Senate leaders formally introduced the resolution this week as a response to a Capitol landscape changed by the ongoing “Bonusgate” corruption investigation and to keep senators and their employees from doing political and campaign work on public time.
Two dozen current and former House lawmakers and aides face charges in the Bonusgate probe into illegal campaign activity on public time conducted for the past three years by state Attorney General Tom Corbett.
The Senate resolution surfaced during a week when former House Minority Leader Mike Veon, D-Beaver, and three former aides went on trial in Dauphin County Court for allegedly diverting state employees and resources for campaign purposes.
A hearing is planned the first week of February on the ethics resolution, which requires a Senate vote to take effect.
The resolution in broad terms forbids campaign activity on Senate work time and using Senate equipment for campaign work and bars employees from serving on a campaign committee of a senator or Senate candidate.
However, it cites several examples where minimal campaign activity would not be considered a rule violation because of unavoidable circumstances during Senate work time.

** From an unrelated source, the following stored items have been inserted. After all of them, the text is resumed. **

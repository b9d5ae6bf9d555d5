//! Batch scheduler (C9): drives keyword sets through the ingest pipeline
//! with bounded concurrency, per-keyword retries and task accounting.

use std::collections::HashMap;
use std::sync::Arc;
use std::time::Duration;

use chrono::Utc;
use futures::stream::{self, StreamExt};
use tokio::sync::{broadcast, RwLock};
use tracing::{error, info, warn};
use uuid::Uuid;

use crate::acquisition::{AcquireOptions, KeywordIngestor};
use crate::domain::{
    CancelToken, CrawlTask, PharmaOpsError, ProgressEvent, ProgressPhase, Result, TaskStatus,
};
use crate::storage::{TaskRepository, WatchListRepository};
use crate::upstream::{RetryConfig, RetryPolicy};

#[derive(Debug, Clone)]
pub struct SchedulerConfig {
    /// Concurrent keywords per task.
    pub concurrency: usize,
    /// Retries per keyword on recoverable errors (attempts = retries + 1).
    pub keyword_retries: usize,
    /// Hard budget for one keyword's work, endpoint and browser passes
    /// included.
    pub keyword_timeout: Duration,
}

impl Default for SchedulerConfig {
    fn default() -> Self {
        Self {
            concurrency: 3,
            keyword_retries: 2,
            keyword_timeout: Duration::from_secs(180),
        }
    }
}

pub struct BatchScheduler {
    ingestor: Arc<dyn KeywordIngestor>,
    tasks: Arc<dyn TaskRepository>,
    watch_list: Arc<dyn WatchListRepository>,
    config: SchedulerConfig,
    /// Cancel tokens for in-flight tasks.
    registry: Arc<RwLock<HashMap<Uuid, CancelToken>>>,
    progress: broadcast::Sender<ProgressEvent>,
}

impl BatchScheduler {
    pub fn new(
        ingestor: Arc<dyn KeywordIngestor>,
        tasks: Arc<dyn TaskRepository>,
        watch_list: Arc<dyn WatchListRepository>,
        config: SchedulerConfig,
    ) -> Self {
        let (progress, _) = broadcast::channel(256);
        Self {
            ingestor,
            tasks,
            watch_list,
            config,
            registry: Arc::new(RwLock::new(HashMap::new())),
            progress,
        }
    }

    /// Progress feed for the operator console.
    pub fn subscribe(&self) -> broadcast::Receiver<ProgressEvent> {
        self.progress.subscribe()
    }

    /// Create a task for the keyword set and start running it.
    pub async fn enqueue(
        self: &Arc<Self>,
        name: &str,
        keywords: Vec<String>,
        opts: AcquireOptions,
    ) -> Result<Uuid> {
        let keywords: Vec<String> = keywords
            .into_iter()
            .map(|k| k.trim().to_string())
            .filter(|k| !k.is_empty())
            .collect();
        if keywords.is_empty() {
            return Err(PharmaOpsError::validation(
                "batch requires at least one keyword",
            ));
        }

        let task = CrawlTask {
            id: Uuid::new_v4(),
            name: name.to_string(),
            keywords: keywords.clone(),
            status: TaskStatus::Pending,
            total_keywords: keywords.len() as i64,
            completed_keywords: 0,
            failed_keywords: 0,
            total_items: 0,
            started_at: None,
            completed_at: None,
            last_error: None,
            created_at: Utc::now(),
        };
        self.tasks.create_task(&task).await?;

        let cancel = CancelToken::new();
        self.registry.write().await.insert(task.id, cancel.clone());

        let scheduler = Arc::clone(self);
        let task_id = task.id;
        tokio::spawn(async move {
            scheduler
                .run_task(task_id, keywords, opts, cancel, false)
                .await;
        });

        info!(task_id = %task_id, "batch task enqueued");
        Ok(task_id)
    }

    /// Run every enabled watch-list keyword as one task, most urgent first.
    /// Returns None when the watch list is empty.
    pub async fn enqueue_watch_list(self: &Arc<Self>, opts: AcquireOptions) -> Result<Option<Uuid>> {
        let items = self.watch_list.list_watch_items(true).await?;
        if items.is_empty() {
            return Ok(None);
        }

        let keywords: Vec<String> = items.into_iter().map(|i| i.keyword).collect();

        let task = CrawlTask {
            id: Uuid::new_v4(),
            name: "watch-list".to_string(),
            keywords: keywords.clone(),
            status: TaskStatus::Pending,
            total_keywords: keywords.len() as i64,
            completed_keywords: 0,
            failed_keywords: 0,
            total_items: 0,
            started_at: None,
            completed_at: None,
            last_error: None,
            created_at: Utc::now(),
        };
        self.tasks.create_task(&task).await?;

        let cancel = CancelToken::new();
        self.registry.write().await.insert(task.id, cancel.clone());

        let scheduler = Arc::clone(self);
        let task_id = task.id;
        tokio::spawn(async move {
            scheduler
                .run_task(task_id, keywords, opts, cancel, true)
                .await;
        });

        Ok(Some(task_id))
    }

    /// Cancel every in-flight task; used on process shutdown.
    pub async fn shutdown(&self) {
        let registry = self.registry.read().await;
        for (task_id, token) in registry.iter() {
            info!(task_id = %task_id, "cancelling task for shutdown");
            token.cancel();
        }
    }

    /// Cancel a task. In-flight keywords observe the token at their next
    /// suspension point.
    pub async fn cancel(&self, task_id: Uuid) -> Result<()> {
        if let Some(token) = self.registry.read().await.get(&task_id) {
            token.cancel();
            info!(task_id = %task_id, "task cancellation requested");
            return Ok(());
        }

        match self.tasks.get_task(task_id).await? {
            Some(task) if task.status.is_terminal() => Ok(()),
            Some(_) => {
                // Known but not registered here: mark it cancelled directly.
                self.tasks.finish_task(task_id, TaskStatus::Cancelled).await
            }
            None => Err(PharmaOpsError::TaskNotFound(task_id.to_string())),
        }
    }

    async fn run_task(
        &self,
        task_id: Uuid,
        keywords: Vec<String>,
        opts: AcquireOptions,
        cancel: CancelToken,
        touch_watch: bool,
    ) {
        if let Err(e) = self.tasks.mark_running(task_id).await {
            error!(task_id = %task_id, "failed to mark task running: {}", e);
        }

        let retry = RetryPolicy::new(RetryConfig {
            max_attempts: self.config.keyword_retries + 1,
            ..RetryConfig::default()
        });

        stream::iter(keywords)
            .for_each_concurrent(self.config.concurrency.max(1), |keyword| {
                let retry = retry.clone();
                let opts = opts.clone();
                let cancel = cancel.clone();
                async move {
                    // Keywords not yet started when the task is cancelled are
                    // neither completed nor failed.
                    if cancel.is_cancelled() {
                        return;
                    }

                    self.emit(task_id, &keyword, ProgressPhase::Endpoint, true, 0);

                    let outcome = tokio::time::timeout(self.config.keyword_timeout, async {
                        retry
                            .execute(|| {
                                let opts = opts.clone();
                                let cancel = cancel.clone();
                                let keyword = keyword.clone();
                                async move {
                                    self.ingestor
                                        .ingest_keyword(&keyword, &opts, &cancel)
                                        .await
                                }
                            })
                            .await
                    })
                    .await;

                    match outcome {
                        Ok(Ok(report)) => {
                            if let Err(e) = self
                                .tasks
                                .record_keyword_success(task_id, report.prices_written as i64)
                                .await
                            {
                                error!(task_id = %task_id, "accounting update failed: {}", e);
                            }
                            if touch_watch {
                                if let Err(e) =
                                    self.watch_list.touch_watch_item(&keyword, Utc::now()).await
                                {
                                    warn!("watch-list touch failed: {}", e);
                                }
                            }
                            self.emit(
                                task_id,
                                &keyword,
                                ProgressPhase::Done,
                                true,
                                report.prices_written,
                            );
                        }
                        Ok(Err(PharmaOpsError::Cancelled)) => {
                            // Aborted cleanly; counted in neither bucket.
                        }
                        Ok(Err(e)) => {
                            warn!(task_id = %task_id, keyword = %keyword, "keyword failed: {}", e);
                            if let Err(e) = self
                                .tasks
                                .record_keyword_failure(task_id, &e.to_string())
                                .await
                            {
                                error!(task_id = %task_id, "accounting update failed: {}", e);
                            }
                            self.emit(task_id, &keyword, ProgressPhase::Done, false, 0);
                        }
                        Err(_) => {
                            let message = format!(
                                "keyword timed out after {:?}",
                                self.config.keyword_timeout
                            );
                            warn!(task_id = %task_id, keyword = %keyword, "{}", message);
                            if let Err(e) =
                                self.tasks.record_keyword_failure(task_id, &message).await
                            {
                                error!(task_id = %task_id, "accounting update failed: {}", e);
                            }
                            self.emit(task_id, &keyword, ProgressPhase::Done, false, 0);
                        }
                    }
                }
            })
            .await;

        let status = if cancel.is_cancelled() {
            TaskStatus::Cancelled
        } else {
            match self.tasks.get_task(task_id).await {
                Ok(Some(task)) if task.completed_keywords == 0 && task.failed_keywords > 0 => {
                    TaskStatus::Failed
                }
                _ => TaskStatus::Succeeded,
            }
        };

        if let Err(e) = self.tasks.finish_task(task_id, status).await {
            error!(task_id = %task_id, "failed to finish task: {}", e);
        }
        self.registry.write().await.remove(&task_id);

        info!(task_id = %task_id, status = status.as_str(), "task finished");
    }

    fn emit(&self, task_id: Uuid, keyword: &str, phase: ProgressPhase, ok: bool, items: usize) {
        let _ = self.progress.send(ProgressEvent {
            task_id,
            keyword: keyword.to_string(),
            phase,
            ok,
            items,
        });
    }
}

These include cases where a senator or staffer responds to a question from a news reporter or constituent and a campaign-related question pops up, a routine conversation veers onto a political topic, where a senator’s campaign staff asks for scheduling advice to avoid a time conflict or an unsolicited call comes on a personal cell phone.
One political activist thinks the scheduling advice exception could lead to problems.
Campaign scheduling issues take up a lot of time and such an exception could open the door to other campaign-related discussions, said Tim Potts, founder of Carlisle-based Democracy Rising.
Any ban should take a common-sense approach, said Barry Kauffman, director of Pennsylvania Common Cause. “If it (a situation) is beyond a person’s control, there should be a safety valve,” he said.
The resolution would allow employees to engage in campaign activities on their own time, but they would be barred from using sick leave, family and medical leave and parental leave for that purpose.